The Southeastern Conference released its fiscal 2016 federal tax returns yesterday and, yes, it does “mean more” to be a League member – a lot more. As USAToday put it:
The SEC is the first conference to release its tax records for the 2016 fiscal year, but its revenue distributions —– helped by the burgeoning SEC Network — may swamp those of even other Power Five conferences. In fiscal 2015, the Big Ten distributed about $32.4 million to each of its 11 longest-standing members. The other three power conferences distributed millions less per school.
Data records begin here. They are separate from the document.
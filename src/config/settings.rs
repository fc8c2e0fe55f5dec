//! TOML cube files.
//!
//! A cube file names the tables to load, their typed columns, the star
//! relationships, and the cube to compute. Paths support `${VAR}` expansion.
//!
//! Example:
//! ```toml
//! [source]
//! data_dir = "data"
//!
//! [tables.fact_sales]
//! columns = [
//!     { name = "customer_id", type = "int", cast = "strict" },
//!     { name = "quantity", type = "int", default = "0" },
//!     { name = "unit_price", type = "float" },
//!     { name = "discount", type = "float", default = "0" },
//! ]
//! derived = [
//!     { name = "sales_amount", type = "float", expr = "quantity * unit_price - discount" },
//! ]
//!
//! [tables.dim_customer]
//! columns = [
//!     { name = "customer_id", type = "int", cast = "strict" },
//!     { name = "region", type = "text" },
//! ]
//!
//! [star]
//! fact = "fact_sales"
//! dimensions = [
//!     { table = "dim_customer", key = "customer_id", foreign_key = "customer_id", alias = "c" },
//! ]
//!
//! [cube]
//! group_by = ["c.region"]
//! measures = [
//!     { function = "sum", column = "quantity" },
//!     { function = "sum", column = "sales_amount", alias = "sales" },
//! ]
//!
//! [output]
//! dir = "outputs"
//! format = "csv"
//! ```

use std::collections::BTreeMap;
use std::env;
use std::fs;
use std::path::{Path, PathBuf};

use serde::{Deserialize, Serialize};

use crate::coerce::{check_schema, CoerceError};
use crate::cube::{Cube, CubeError, CubeOptions, CubeSpec};
use crate::io::{OutputFormat, RenderOptions};
use crate::join::{plan_join, DimensionLink, JoinError, JoinPlan};
use crate::model::{TableSchema, TypedColumn};

/// Environment variable naming a cube file when none is given explicitly.
pub const CONFIG_ENV_VAR: &str = "STARCUBE_CONFIG";

/// Error type for settings.
#[derive(Debug, thiserror::Error)]
pub enum SettingsError {
    #[error("Config file not found: {0}")]
    FileNotFound(PathBuf),

    #[error("No cube file given and STARCUBE_CONFIG is not set")]
    NoConfig,

    #[error("Failed to read config file: {0}")]
    ReadError(#[from] std::io::Error),

    #[error("Failed to parse config file: {0}")]
    ParseError(#[from] toml::de::Error),

    #[error("Missing environment variable: {0}")]
    MissingEnvVar(String),

    #[error("Table not declared: {0}")]
    UnknownTable(String),

    #[error("Invalid configuration: {0}")]
    InvalidConfig(String),

    #[error(transparent)]
    Schema(#[from] CoerceError),

    #[error(transparent)]
    Join(#[from] JoinError),

    #[error(transparent)]
    Cube(#[from] CubeError),
}

/// Root of a cube file.
#[derive(Debug, Clone, Default, Deserialize, Serialize)]
#[serde(default)]
pub struct CubeFile {
    /// Where the CSV files live.
    pub source: SourceSettings,

    /// Declared tables, keyed by table name.
    pub tables: BTreeMap<String, TableSettings>,

    /// Fact table and its dimensions.
    pub star: StarSettings,

    /// Grouping attributes and measures.
    pub cube: CubeSettings,

    pub output: OutputSettings,

    pub engine: EngineSettings,

    /// File the settings were read from, if any.
    #[serde(skip)]
    pub path: Option<PathBuf>,
}

/// Input location.
#[derive(Debug, Clone, Deserialize, Serialize)]
#[serde(default)]
pub struct SourceSettings {
    /// CSV folder, relative to the cube file. Overridden on the command line.
    pub data_dir: String,
}

impl Default for SourceSettings {
    fn default() -> Self {
        Self {
            data_dir: "data".to_string(),
        }
    }
}

/// One table: its CSV file and typed schema.
#[derive(Debug, Clone, Default, Deserialize, Serialize)]
pub struct TableSettings {
    /// CSV file name inside the data folder (defaults to `<table>.csv`).
    #[serde(default, skip_serializing_if = "Option::is_none")]
    pub file: Option<String>,

    #[serde(flatten)]
    pub schema: TableSchema,
}

/// Star relationships.
#[derive(Debug, Clone, Default, Deserialize, Serialize)]
#[serde(default)]
pub struct StarSettings {
    pub fact: String,
    pub dimensions: Vec<DimensionLink>,
}

/// The cube request.
#[derive(Debug, Clone, Default, Deserialize, Serialize)]
pub struct CubeSettings {
    /// Display name; defaults to the cube file stem.
    #[serde(default, skip_serializing_if = "Option::is_none")]
    pub name: Option<String>,

    #[serde(flatten)]
    pub spec: CubeSpec,
}

/// Result rendering and location.
#[derive(Debug, Clone, Deserialize, Serialize)]
#[serde(default)]
pub struct OutputSettings {
    /// Root folder for result files.
    pub dir: String,

    pub format: OutputFormat,

    /// Text written for rolled-up attributes.
    pub all_marker: String,

    /// Text written for NULL values in CSV output.
    pub null_marker: String,

    /// Add a `grouping_id` column.
    pub include_grouping_id: bool,

    /// Rows logged as a preview after a run.
    pub preview_rows: usize,
}

impl Default for OutputSettings {
    fn default() -> Self {
        Self {
            dir: "outputs".to_string(),
            format: OutputFormat::Csv,
            all_marker: "ALL".to_string(),
            null_marker: String::new(),
            include_grouping_id: false,
            preview_rows: 10,
        }
    }
}

impl OutputSettings {
    pub fn render_options(&self) -> RenderOptions {
        RenderOptions {
            all_marker: self.all_marker.clone(),
            null_marker: self.null_marker.clone(),
            include_grouping_id: self.include_grouping_id,
        }
    }

    /// Output folder with environment variables expanded.
    pub fn resolved_dir(&self) -> Result<PathBuf, SettingsError> {
        expand_env_vars(&self.dir).map(PathBuf::from)
    }
}

/// Aggregation engine settings.
#[derive(Debug, Clone, Deserialize, Serialize)]
#[serde(default)]
pub struct EngineSettings {
    /// Fold large inputs in parallel partitions.
    pub parallel: bool,

    /// Rows per partition.
    pub partition_rows: usize,
}

impl Default for EngineSettings {
    fn default() -> Self {
        let options = CubeOptions::default();
        Self {
            parallel: options.parallel,
            partition_rows: options.partition_rows,
        }
    }
}

impl EngineSettings {
    pub fn options(&self) -> CubeOptions {
        CubeOptions {
            parallel: self.parallel,
            partition_rows: self.partition_rows,
        }
    }
}

impl CubeFile {
    /// Load a cube file.
    pub fn from_file<P: AsRef<Path>>(path: P) -> Result<Self, SettingsError> {
        let path = path.as_ref();
        if !path.exists() {
            return Err(SettingsError::FileNotFound(path.to_path_buf()));
        }

        let content = fs::read_to_string(path)?;
        let mut file = Self::from_toml(&content)?;
        file.path = Some(path.to_path_buf());
        Ok(file)
    }

    pub fn from_toml(content: &str) -> Result<Self, SettingsError> {
        Ok(toml::from_str(content)?)
    }

    /// Load the cube file at `path`, or the one named by `STARCUBE_CONFIG`.
    pub fn load(path: Option<&Path>) -> Result<Self, SettingsError> {
        Self::from_file(Self::resolve_path(path)?)
    }

    /// `path` if given, else `STARCUBE_CONFIG` with variables expanded.
    pub fn resolve_path(path: Option<&Path>) -> Result<PathBuf, SettingsError> {
        if let Some(path) = path {
            return Ok(path.to_path_buf());
        }
        match env::var(CONFIG_ENV_VAR) {
            Ok(path) => Ok(PathBuf::from(expand_env_vars(&path)?)),
            Err(_) => Err(SettingsError::NoConfig),
        }
    }

    /// Display name of the cube.
    pub fn name(&self) -> String {
        self.cube
            .name
            .clone()
            .or_else(|| {
                self.path
                    .as_ref()
                    .and_then(|p| p.file_stem())
                    .map(|s| s.to_string_lossy().into_owned())
            })
            .unwrap_or_else(|| "cube".to_string())
    }

    pub fn table(&self, name: &str) -> Result<&TableSettings, SettingsError> {
        self.tables
            .get(name)
            .ok_or_else(|| SettingsError::UnknownTable(name.to_string()))
    }

    /// CSV file name of a declared table.
    pub fn table_file(&self, name: &str) -> Result<String, SettingsError> {
        let table = self.table(name)?;
        Ok(table
            .file
            .clone()
            .unwrap_or_else(|| format!("{}.csv", name)))
    }

    /// Data folder: `override_dir` if given, else `source.data_dir` resolved
    /// against the cube file's folder.
    pub fn data_dir(&self, override_dir: Option<&Path>) -> Result<PathBuf, SettingsError> {
        if let Some(dir) = override_dir {
            return Ok(dir.to_path_buf());
        }
        let dir = PathBuf::from(expand_env_vars(&self.source.data_dir)?);
        if dir.is_absolute() {
            return Ok(dir);
        }
        let base = self
            .path
            .as_ref()
            .and_then(|p| p.parent())
            .map(Path::to_path_buf)
            .unwrap_or_default();
        Ok(base.join(dir))
    }

    /// Plan the star join from declared schemas alone.
    pub fn join_plan(&self) -> Result<JoinPlan, SettingsError> {
        let fact = self.table(&self.star.fact)?;
        let fact_columns = fact.schema.output_columns();

        let dimension_columns = self
            .star
            .dimensions
            .iter()
            .map(|link| -> Result<Vec<TypedColumn>, SettingsError> {
                Ok(self.table(&link.table)?.schema.output_columns())
            })
            .collect::<Result<Vec<_>, _>>()?;
        let dimensions: Vec<_> = self
            .star
            .dimensions
            .iter()
            .zip(&dimension_columns)
            .map(|(link, columns)| (link, columns.as_slice()))
            .collect();

        Ok(plan_join(&self.star.fact, &fact_columns, &dimensions)?)
    }

    /// Check the whole file without reading any data: table schemas, join
    /// keys, grouping attributes and measures. Returns the bound cube.
    pub fn validate(&self) -> Result<Cube, SettingsError> {
        if self.star.fact.is_empty() {
            return Err(SettingsError::InvalidConfig(
                "star.fact is not set".to_string(),
            ));
        }
        if self.engine.partition_rows == 0 {
            return Err(SettingsError::InvalidConfig(
                "engine.partition_rows must be positive".to_string(),
            ));
        }

        for name in self.star_tables() {
            check_schema(name, &self.table(name)?.schema)?;
        }

        let plan = self.join_plan()?;
        Ok(Cube::bind(&plan.schema, &self.cube.spec)?)
    }

    /// Fact table first, then dimensions in declaration order.
    pub fn star_tables(&self) -> impl Iterator<Item = &str> {
        std::iter::once(self.star.fact.as_str())
            .chain(self.star.dimensions.iter().map(|d| d.table.as_str()))
    }
}

/// Expand environment variables in a string.
///
/// Supports `${VAR}` and `$VAR` syntax.
pub fn expand_env_vars(s: &str) -> Result<String, SettingsError> {
    let mut result = String::with_capacity(s.len());
    let mut chars = s.chars().peekable();

    while let Some(c) = chars.next() {
        if c != '$' {
            result.push(c);
            continue;
        }

        let mut var_name = String::new();
        if chars.next_if_eq(&'{').is_some() {
            for ch in chars.by_ref() {
                if ch == '}' {
                    break;
                }
                var_name.push(ch);
            }
        } else {
            while let Some(ch) = chars.next_if(|ch| ch.is_alphanumeric() || *ch == '_') {
                var_name.push(ch);
            }
            if var_name.is_empty() {
                // Lone `$`
                result.push('$');
                continue;
            }
        }

        let value =
            env::var(&var_name).map_err(|_| SettingsError::MissingEnvVar(var_name.clone()))?;
        result.push_str(&value);
    }

    Ok(result)
}
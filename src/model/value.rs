//! Scalar values held by typed tables.

use std::cmp::Ordering;
use std::fmt;
use std::hash::{Hash, Hasher};

use chrono::NaiveDate;

use super::types::DataType;

/// A single typed cell.
///
/// `Value` has a total order so it can key hash maps and drive the
/// canonical sort of cube output:
/// - values of one type compare naturally (floats by `total_cmp`)
/// - `Null` sorts after every non-null value
/// - different types compare by a fixed rank: bool, int, float, date, text
///
/// Floats are always finite; coercion rejects NaN and infinities. `-0.0`
/// and `0.0` are the same value.
#[derive(Debug, Clone)]
pub enum Value {
    Null,
    Int(i64),
    Float(f64),
    Text(String),
    Date(NaiveDate),
    Bool(bool),
}

impl Value {
    /// A float value with negative zero folded into zero.
    pub fn float(f: f64) -> Self {
        Value::Float(canonical_zero(f))
    }

    pub fn is_null(&self) -> bool {
        matches!(self, Value::Null)
    }

    /// The declared type this value conforms to, `None` for NULL.
    pub fn data_type(&self) -> Option<DataType> {
        match self {
            Value::Null => None,
            Value::Int(_) => Some(DataType::Int),
            Value::Float(_) => Some(DataType::Float),
            Value::Text(_) => Some(DataType::Text),
            Value::Date(_) => Some(DataType::Date),
            Value::Bool(_) => Some(DataType::Bool),
        }
    }

    /// Numeric view used by SUM/AVG and derived-column arithmetic.
    pub fn as_f64(&self) -> Option<f64> {
        match self {
            Value::Int(i) => Some(*i as f64),
            Value::Float(f) => Some(*f),
            _ => None,
        }
    }

    pub fn as_i64(&self) -> Option<i64> {
        match self {
            Value::Int(i) => Some(*i),
            _ => None,
        }
    }

    pub fn as_str(&self) -> Option<&str> {
        match self {
            Value::Text(s) => Some(s),
            _ => None,
        }
    }

    fn rank(&self) -> u8 {
        match self {
            Value::Bool(_) => 0,
            Value::Int(_) => 1,
            Value::Float(_) => 2,
            Value::Date(_) => 3,
            Value::Text(_) => 4,
            Value::Null => 5,
        }
    }

    /// JSON form used by the JSON result writer.
    pub fn to_json(&self) -> serde_json::Value {
        match self {
            Value::Null => serde_json::Value::Null,
            Value::Int(i) => serde_json::Value::from(*i),
            Value::Float(f) => serde_json::Number::from_f64(*f)
                .map(serde_json::Value::Number)
                .unwrap_or(serde_json::Value::Null),
            Value::Text(s) => serde_json::Value::String(s.clone()),
            Value::Date(d) => serde_json::Value::String(d.format("%Y-%m-%d").to_string()),
            Value::Bool(b) => serde_json::Value::Bool(*b),
        }
    }
}

impl PartialEq for Value {
    fn eq(&self, other: &Self) -> bool {
        self.cmp(other) == Ordering::Equal
    }
}

impl Eq for Value {}

impl PartialOrd for Value {
    fn partial_cmp(&self, other: &Self) -> Option<Ordering> {
        Some(self.cmp(other))
    }
}

impl Ord for Value {
    fn cmp(&self, other: &Self) -> Ordering {
        match (self, other) {
            (Value::Null, Value::Null) => Ordering::Equal,
            (Value::Int(a), Value::Int(b)) => a.cmp(b),
            (Value::Float(a), Value::Float(b)) => canonical_zero(*a).total_cmp(&canonical_zero(*b)),
            (Value::Text(a), Value::Text(b)) => a.cmp(b),
            (Value::Date(a), Value::Date(b)) => a.cmp(b),
            (Value::Bool(a), Value::Bool(b)) => a.cmp(b),
            _ => self.rank().cmp(&other.rank()),
        }
    }
}

fn canonical_zero(f: f64) -> f64 {
    if f == 0.0 {
        0.0
    } else {
        f
    }
}

impl Hash for Value {
    fn hash<H: Hasher>(&self, state: &mut H) {
        self.rank().hash(state);
        match self {
            Value::Null => {}
            Value::Int(i) => i.hash(state),
            Value::Float(f) => canonical_zero(*f).to_bits().hash(state),
            Value::Text(s) => s.hash(state),
            Value::Date(d) => d.hash(state),
            Value::Bool(b) => b.hash(state),
        }
    }
}

impl fmt::Display for Value {
    /// NULL renders as the empty string; writers substitute their own marker.
    fn fmt(&self, f: &mut fmt::Formatter<'_>) -> fmt::Result {
        match self {
            Value::Null => Ok(()),
            Value::Int(i) => write!(f, "{}", i),
            Value::Float(v) => {
                let mut buffer = ryu::Buffer::new();
                f.write_str(buffer.format(*v))
            }
            Value::Text(s) => f.write_str(s),
            Value::Date(d) => write!(f, "{}", d.format("%Y-%m-%d")),
            Value::Bool(b) => write!(f, "{}", b),
        }
    }
}

impl From<i64> for Value {
    fn from(v: i64) -> Self {
        Value::Int(v)
    }
}

impl From<f64> for Value {
    fn from(v: f64) -> Self {
        Value::float(v)
    }
}

impl From<&str> for Value {
    fn from(v: &str) -> Self {
        Value::Text(v.to_string())
    }
}

impl From<String> for Value {
    fn from(v: String) -> Self {
        Value::Text(v)
    }
}

impl From<bool> for Value {
    fn from(v: bool) -> Self {
        Value::Bool(v)
    }
}

impl From<NaiveDate> for Value {
    fn from(v: NaiveDate) -> Self {
        Value::Date(v)
    }
}

impl<T: Into<Value>> From<Option<T>> for Value {
    fn from(v: Option<T>) -> Self {
        v.map(Into::into).unwrap_or(Value::Null)
    }
}
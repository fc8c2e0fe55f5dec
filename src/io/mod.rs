//! File-system edges: CSV input, result output and fingerprints.

mod csv_source;
mod hash;
mod writer;

pub use csv_source::{check_data_dir, load_csv, load_csv_dir, LoadError, LoadResult};
pub use hash::{compute_hash, result_fingerprint};
pub use writer::{
    default_output_path, header, marker_clashes, render_preview, to_json, write_result, OutputFormat,
    RenderOptions, WriteError, WriteResult, GROUPING_ID_COLUMN,
};
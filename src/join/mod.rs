//! Star join: the fact table left-joined to each dimension table.
//!
//! Every fact row is kept. Each dimension is resolved independently through a
//! hash index on its key, built once per dimension, so the join is O(F + D).
//! A NULL or unmatched foreign key leaves that dimension's attributes NULL
//! without affecting the other dimensions of the row.
//!
//! Output columns are qualified: fact columns as `<fact>.<column>` and
//! dimension columns as `<alias>.<column>`, where the alias defaults to the
//! dimension table name. [`JoinedSchema::lookup`] also accepts a bare column
//! name when it is unambiguous.

use std::collections::HashMap;

use serde::{Deserialize, Serialize};
use thiserror::Error;

use crate::model::{DataType, TypedColumn, TypedTable, Value};

/// Errors raised while planning or executing a star join.
#[derive(Debug, Error, Clone, PartialEq)]
pub enum JoinError {
    #[error("table '{table}' has no column '{column}'")]
    UnknownColumn { table: String, column: String },

    #[error("foreign key {fact}.{foreign_key} ({fact_type}) does not match key {dimension}.{key} ({key_type})")]
    KeyTypeMismatch {
        fact: String,
        foreign_key: String,
        fact_type: DataType,
        dimension: String,
        key: String,
        key_type: DataType,
    },

    #[error("dimension alias '{0}' is used more than once")]
    DuplicateAlias(String),

    #[error("dimension '{table}' has duplicate key {key}")]
    DuplicateKey { table: String, key: String },
}

pub type JoinResult<T> = Result<T, JoinError>;

/// Errors raised when a column name does not resolve against a joined schema.
#[derive(Debug, Error, Clone, PartialEq)]
pub enum LookupError {
    #[error("unknown column '{0}'")]
    Unknown(String),

    #[error("column '{name}' is ambiguous, candidates: {}", .candidates.join(", "))]
    Ambiguous {
        name: String,
        candidates: Vec<String>,
    },
}

// ============================================================================
// Schema
// ============================================================================

/// How a dimension table hangs off the fact table.
#[derive(Debug, Clone, PartialEq, Eq, Serialize, Deserialize)]
pub struct DimensionLink {
    /// Dimension table name.
    pub table: String,

    /// Key column of the dimension table.
    pub key: String,

    /// Column of the fact table referencing `key`.
    pub foreign_key: String,

    /// Prefix for the dimension's columns (defaults to the table name).
    #[serde(default, skip_serializing_if = "Option::is_none")]
    pub alias: Option<String>,
}

impl DimensionLink {
    pub fn new(
        table: impl Into<String>,
        key: impl Into<String>,
        foreign_key: impl Into<String>,
    ) -> Self {
        Self {
            table: table.into(),
            key: key.into(),
            foreign_key: foreign_key.into(),
            alias: None,
        }
    }

    pub fn with_alias(mut self, alias: impl Into<String>) -> Self {
        self.alias = Some(alias.into());
        self
    }

    pub fn alias(&self) -> &str {
        self.alias.as_deref().unwrap_or(&self.table)
    }
}

/// A column of the denormalized row-set.
#[derive(Debug, Clone, PartialEq, Eq)]
pub struct JoinedColumn {
    /// Qualified name, `<relation>.<column>`.
    pub name: String,
    /// Fact table name or dimension alias.
    pub relation: String,
    pub column: String,
    pub data_type: DataType,
}

/// Column layout of the denormalized row-set; known before any data is joined.
#[derive(Debug, Clone, PartialEq, Eq, Default)]
pub struct JoinedSchema {
    pub columns: Vec<JoinedColumn>,
}

impl JoinedSchema {
    fn push_relation(&mut self, relation: &str, columns: &[TypedColumn]) {
        self.columns.extend(columns.iter().map(|c| JoinedColumn {
            name: format!("{}.{}", relation, c.name),
            relation: relation.to_string(),
            column: c.name.clone(),
            data_type: c.data_type,
        }));
    }

    /// Resolve a qualified or unambiguous bare column name to its position.
    pub fn lookup(&self, name: &str) -> Result<usize, LookupError> {
        if let Some(index) = self.columns.iter().position(|c| c.name == name) {
            return Ok(index);
        }

        let matches: Vec<usize> = self
            .columns
            .iter()
            .enumerate()
            .filter(|(_, c)| c.column == name)
            .map(|(i, _)| i)
            .collect();
        match matches.as_slice() {
            [] => Err(LookupError::Unknown(name.to_string())),
            [index] => Ok(*index),
            _ => Err(LookupError::Ambiguous {
                name: name.to_string(),
                candidates: matches
                    .iter()
                    .map(|i| self.columns[*i].name.clone())
                    .collect(),
            }),
        }
    }

    pub fn column(&self, index: usize) -> &JoinedColumn {
        &self.columns[index]
    }

    pub fn len(&self) -> usize {
        self.columns.len()
    }

    pub fn is_empty(&self) -> bool {
        self.columns.is_empty()
    }
}

/// A validated join layout: output schema plus key positions.
#[derive(Debug, Clone, PartialEq)]
pub struct JoinPlan {
    pub schema: JoinedSchema,
    /// Per dimension: (foreign key position in the fact, key position in the dimension).
    key_positions: Vec<(usize, usize)>,
}

/// Check the links against the table columns and lay out the joined schema.
///
/// Works on column lists only, so a star schema can be validated before any
/// data is loaded.
pub fn plan_join(
    fact_name: &str,
    fact_columns: &[TypedColumn],
    dimensions: &[(&DimensionLink, &[TypedColumn])],
) -> JoinResult<JoinPlan> {
    let mut schema = JoinedSchema::default();
    schema.push_relation(fact_name, fact_columns);

    let mut aliases: Vec<&str> = vec![fact_name];
    let mut key_positions = Vec::with_capacity(dimensions.len());

    for (link, columns) in dimensions {
        let alias = link.alias();
        if aliases.contains(&alias) {
            return Err(JoinError::DuplicateAlias(alias.to_string()));
        }
        aliases.push(alias);

        let fk = fact_columns
            .iter()
            .position(|c| c.name == link.foreign_key)
            .ok_or_else(|| JoinError::UnknownColumn {
                table: fact_name.to_string(),
                column: link.foreign_key.clone(),
            })?;
        let key = columns
            .iter()
            .position(|c| c.name == link.key)
            .ok_or_else(|| JoinError::UnknownColumn {
                table: link.table.clone(),
                column: link.key.clone(),
            })?;

        let fact_type = fact_columns[fk].data_type;
        let key_type = columns[key].data_type;
        if fact_type != key_type {
            return Err(JoinError::KeyTypeMismatch {
                fact: fact_name.to_string(),
                foreign_key: link.foreign_key.clone(),
                fact_type,
                dimension: link.table.clone(),
                key: link.key.clone(),
                key_type,
            });
        }

        key_positions.push((fk, key));
        schema.push_relation(alias, columns);
    }

    Ok(JoinPlan {
        schema,
        key_positions,
    })
}

// ============================================================================
// Execution
// ============================================================================

/// One fact row with its dimension attributes appended.
pub type DenormalizedRow = Vec<Value>;

/// The star join output.
#[derive(Debug, Clone, PartialEq, Default)]
pub struct DenormalizedTable {
    pub schema: JoinedSchema,
    pub rows: Vec<DenormalizedRow>,
}

impl DenormalizedTable {
    pub fn num_rows(&self) -> usize {
        self.rows.len()
    }
}

/// Resolution counters for one dimension.
#[derive(Debug, Clone, PartialEq, Eq)]
pub struct DimensionStats {
    pub alias: String,
    pub dimension_rows: usize,
    /// Fact rows whose foreign key was NULL.
    pub null_keys: usize,
    /// Fact rows whose non-null foreign key matched no dimension row.
    pub unmatched_keys: usize,
}

/// Counters reported alongside a join.
#[derive(Debug, Clone, PartialEq, Eq, Default)]
pub struct JoinStats {
    pub fact_rows: usize,
    pub dimensions: Vec<DimensionStats>,
}

/// A fact table and the dimensions to join onto it.
#[derive(Debug, Clone)]
pub struct StarJoin<'a> {
    fact: &'a TypedTable,
    dimensions: Vec<(&'a TypedTable, DimensionLink)>,
}

impl<'a> StarJoin<'a> {
    pub fn new(fact: &'a TypedTable) -> Self {
        Self {
            fact,
            dimensions: Vec::new(),
        }
    }

    /// Join `table` on `link`. The link's `table` field is informational here.
    pub fn with_dimension(mut self, table: &'a TypedTable, link: DimensionLink) -> Self {
        self.dimensions.push((table, link));
        self
    }

    pub fn plan(&self) -> JoinResult<JoinPlan> {
        let dims: Vec<_> = self
            .dimensions
            .iter()
            .map(|(table, link)| (link, table.columns.as_slice()))
            .collect();
        plan_join(&self.fact.name, &self.fact.columns, &dims)
    }

    /// Run the join.
    pub fn execute(&self) -> JoinResult<(DenormalizedTable, JoinStats)> {
        let plan = self.plan()?;
        self.execute_plan(plan)
    }

    pub(crate) fn execute_plan(&self, plan: JoinPlan) -> JoinResult<(DenormalizedTable, JoinStats)> {
        let indexes = self
            .dimensions
            .iter()
            .zip(&plan.key_positions)
            .map(|((table, _), (_, key))| build_index(table, *key))
            .collect::<JoinResult<Vec<_>>>()?;

        let mut stats = JoinStats {
            fact_rows: self.fact.num_rows(),
            dimensions: self
                .dimensions
                .iter()
                .map(|(table, link)| DimensionStats {
                    alias: link.alias().to_string(),
                    dimension_rows: table.num_rows(),
                    null_keys: 0,
                    unmatched_keys: 0,
                })
                .collect(),
        };

        let width = plan.schema.len();
        let mut rows = Vec::with_capacity(self.fact.num_rows());
        for fact_row in &self.fact.rows {
            let mut row = Vec::with_capacity(width);
            row.extend(fact_row.iter().cloned());

            for (d, ((table, _), (fk, _))) in self.dimensions.iter().zip(&plan.key_positions).enumerate() {
                let matched = match &fact_row[*fk] {
                    Value::Null => {
                        stats.dimensions[d].null_keys += 1;
                        None
                    }
                    key => {
                        let found = indexes[d].get(key).copied();
                        if found.is_none() {
                            stats.dimensions[d].unmatched_keys += 1;
                        }
                        found
                    }
                };
                match matched {
                    Some(i) => row.extend(table.rows[i].iter().cloned()),
                    None => row.extend(std::iter::repeat(Value::Null).take(table.columns.len())),
                }
            }

            rows.push(row);
        }

        Ok((
            DenormalizedTable {
                schema: plan.schema,
                rows,
            },
            stats,
        ))
    }
}

/// Map each non-null key to its row; NULL keys can never match and are skipped.
fn build_index(table: &TypedTable, key: usize) -> JoinResult<HashMap<&Value, usize>> {
    let mut index = HashMap::with_capacity(table.num_rows());
    for (i, row) in table.rows.iter().enumerate() {
        let value = &row[key];
        if value.is_null() {
            continue;
        }
        if index.insert(value, i).is_some() {
            return Err(JoinError::DuplicateKey {
                table: table.name.clone(),
                key: value.to_string(),
            });
        }
    }
    Ok(index)
}
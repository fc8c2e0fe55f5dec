//! # starcube
//!
//! Star-schema joins and `GROUP BY CUBE` aggregation over CSV-loaded tables.
//!
//! ## Architecture
//!
//! ```text
//! ┌─────────────────────────────────────────────────────────┐
//! │          CSV folder  +  cube file (TOML)                 │
//! └─────────────────────────────────────────────────────────┘
//!                          │
//!                          ▼ [io, config]
//! ┌─────────────────────────────────────────────────────────┐
//! │                 RawTable (text fields)                   │
//! └─────────────────────────────────────────────────────────┘
//!                          │
//!                          ▼ [coerce]
//! ┌─────────────────────────────────────────────────────────┐
//! │        TypedTable (fact + dimensions, derived cols)      │
//! └─────────────────────────────────────────────────────────┘
//!                          │
//!                          ▼ [join]
//! ┌─────────────────────────────────────────────────────────┐
//! │              DenormalizedTable (left outer)              │
//! └─────────────────────────────────────────────────────────┘
//!                          │
//!                          ▼ [cube]
//! ┌─────────────────────────────────────────────────────────┐
//! │     CubeResult: 2^N grouping sets, canonical order       │
//! └─────────────────────────────────────────────────────────┘
//! ```
//!
//! `coerce`, `join` and `cube` are pure in-memory stages with no file-system
//! or logging dependency; [`run`] drives them and reports what they did.

pub mod coerce;
pub mod config;
pub mod cube;
pub mod io;
pub mod join;
pub mod logging;
pub mod model;
pub mod run;

pub use cube::{compute_cube, ComputeError, CubeOptions, CubeResult, CubeRow, MeasureSpec};
pub use join::DimensionLink;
For another point of comparison, consider that the SEC’s 2016 revenue was roughly two-thirds of the $952 million that the NCAA reported on its most recently available tax returm, which covered a period ending Aug. 31, 2015.
https://www.usatoday.com/story/sports/ncaaf/sec/2017/02/02/sec-tax-return-639-million-in-revenues-2016-fiscal-year/97400990/
The SEC’s revenue total comes from its television agreements, bowl agreements, the College Football Playoff, conference championship events in football and men’s basketball, NCAA championships and a supplemental surplus distribution. The distribution total doesn’t include $7.8 million in NCAA grants split among the SEC’s 14 member schools.
The SEC currently distributes the most revenue, on average, to its members. The Big Ten is second after distributing $34.8 million to its fully vested members in its 2016 fiscal year, the most recent to be reported.